ベンチの阪神・桧山=甲子園(撮影・白鳥恵)【拡大】
超満員にふくれあがった聖地で桧山がスタメンのコールを受ける。無数の旗が揺れ、レプリカユニホームを身にまとったファンの心が震える。『10・5』。神様が虎党の聖地に最も近い、右翼に降り立つかもしれない。引退試合で先発起用される見通しが明らかになった。
「順位が確定している段階なら、当然スタメンで起用することになる」
チーム関係者が明かした。3位・広島とは4・5差。今月29日にも2位が確定する。引退試合当日までに順位が固まっていないことは極めて想定しにくい。和田監督が桧山の名をスタメン表に刻めば、昨年5月27日の西武戦(甲子園)に「5番・右翼」で先発して以来、496日ぶりとなる。球団関係者によると桧山自身、打撃だけではなく、守備に関しての志が高く、右翼のポジションにもこだわりがあるという。ここ数年は一振り稼業に徹していたが、本来の持ち場は外野手。1953試合に出場し、うち先発で732度守備についた愛着のある右翼での出場となれば、甲子園のボルテージは最高潮に高まる。暗黒時代は主砲を担った。「4番・右翼・桧山」の可能性も十分ある。

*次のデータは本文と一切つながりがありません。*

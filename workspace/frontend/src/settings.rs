use log::Level;
use web_sys::window;

const STORAGE_PREFIX: &str = "pricing_console_";

/// Global application settings
#[derive(Debug, Clone, PartialEq)]
pub struct AppSettings {
    /// Pricing API origin (e.g., "http://localhost:8000"); empty means same origin
    pub api_origin: String,

    /// Default log level for the application
    pub log_level: Level,

    /// Enable debug mode
    pub debug_mode: bool,

    /// Toast notification duration in milliseconds
    pub toast_duration_ms: u32,
}

impl Default for AppSettings {
    fn default() -> Self {
        Self {
            api_origin: String::new(),
            log_level: Level::Info,
            debug_mode: false,
            toast_duration_ms: 5000,
        }
    }
}

impl AppSettings {
    /// Create settings from environment/window location
    pub fn from_environment() -> Self {
        let mut settings = Self::default();

        let Some(window) = window() else {
            return settings;
        };

        if let Ok(hostname) = window.location().hostname() {
            settings.debug_mode = is_local_host(&hostname);
            if settings.debug_mode {
                settings.log_level = Level::Debug;
            }
        }

        if let Ok(Some(storage)) = window.local_storage() {
            let read = |key: &str| storage.get_item(&format!("{STORAGE_PREFIX}{key}")).ok().flatten();
            settings.apply_overrides(
                read("api_origin"),
                read("log_level"),
                read("toast_duration_ms"),
            );
        }

        settings
    }

    /// Apply raw overrides as read from localStorage; unparsable values are ignored.
    pub fn apply_overrides(
        &mut self,
        api_origin: Option<String>,
        log_level: Option<String>,
        toast_duration_ms: Option<String>,
    ) {
        if let Some(origin) = api_origin {
            self.api_origin = origin.trim_end_matches('/').to_string();
        }

        if let Some(level) = log_level {
            self.log_level = match level.to_lowercase().as_str() {
                "error" => Level::Error,
                "warn" => Level::Warn,
                "info" => Level::Info,
                "debug" => Level::Debug,
                "trace" => Level::Trace,
                _ => self.log_level,
            };
        }

        if let Some(duration) = toast_duration_ms.and_then(|d| d.parse::<u32>().ok()) {
            self.toast_duration_ms = duration;
        }
    }

    /// Get the full API URL for an endpoint path such as `/api/test_model/`
    pub fn api_url(&self, path: &str) -> String {
        format!("{}{}", self.api_origin, path)
    }
}

fn is_local_host(hostname: &str) -> bool {
    hostname == "localhost" || hostname == "127.0.0.1"
}

// Global settings instance using thread_local
use std::cell::RefCell;

thread_local! {
    static SETTINGS: RefCell<AppSettings> = RefCell::new(AppSettings::default());
}

/// Get a copy of the current settings
pub fn get_settings() -> AppSettings {
    SETTINGS.with(|s| s.borrow().clone())
}

/// Initialize settings (call this at app startup)
pub fn init_settings() {
    SETTINGS.with(|s| {
        *s.borrow_mut() = AppSettings::from_environment();
    });
}
use yew::prelude::*;

mod components;
pub mod api_client;
pub mod chart;
pub mod controller;
pub mod form_state;
pub mod settings;
pub mod shared;

use components::layout::layout::Layout;
use components::pricing::PricingPage;
use shared::toast::ToastProvider;

#[function_component(App)]
pub fn app() -> Html {
    html! {
        <ToastProvider>
            <Layout title="Dynamic Pricing Engine">
                <PricingPage />
            </Layout>
        </ToastProvider>
    }
}

#[wasm_bindgen::prelude::wasm_bindgen(start)]
pub fn run_app() {
    // Initialize settings first
    settings::init_settings();

    // Initialize logger with settings
    let settings = settings::get_settings();
    wasm_logger::init(wasm_logger::Config::new(settings.log_level));

    log::info!("=== Pricing Console Frontend Starting ===");
    log::info!("Application settings: {:?}", settings);
    log::debug!("API origin: {:?}", settings.api_origin);

    yew::Renderer::<App>::new().render();
    log::info!("Application initialized successfully");
}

これが終幕にはならない。すでに進出を決めているCSでも戦力構想に含まれていることが判明した。引退試合を終えた後、ユニホームを脱ぐ選手が多いが、球団首脳はこの日「もちろん出てもらう。そりゃそうでしょう」と力を込めた。桧山自身もこれまで「残されたチャンスを生かして、一番長く野球ができるように、皆と力を合わせて頑張っていきたい」と語っている。日本シリーズにつながるポストシーズンにも出場し、完全燃焼する。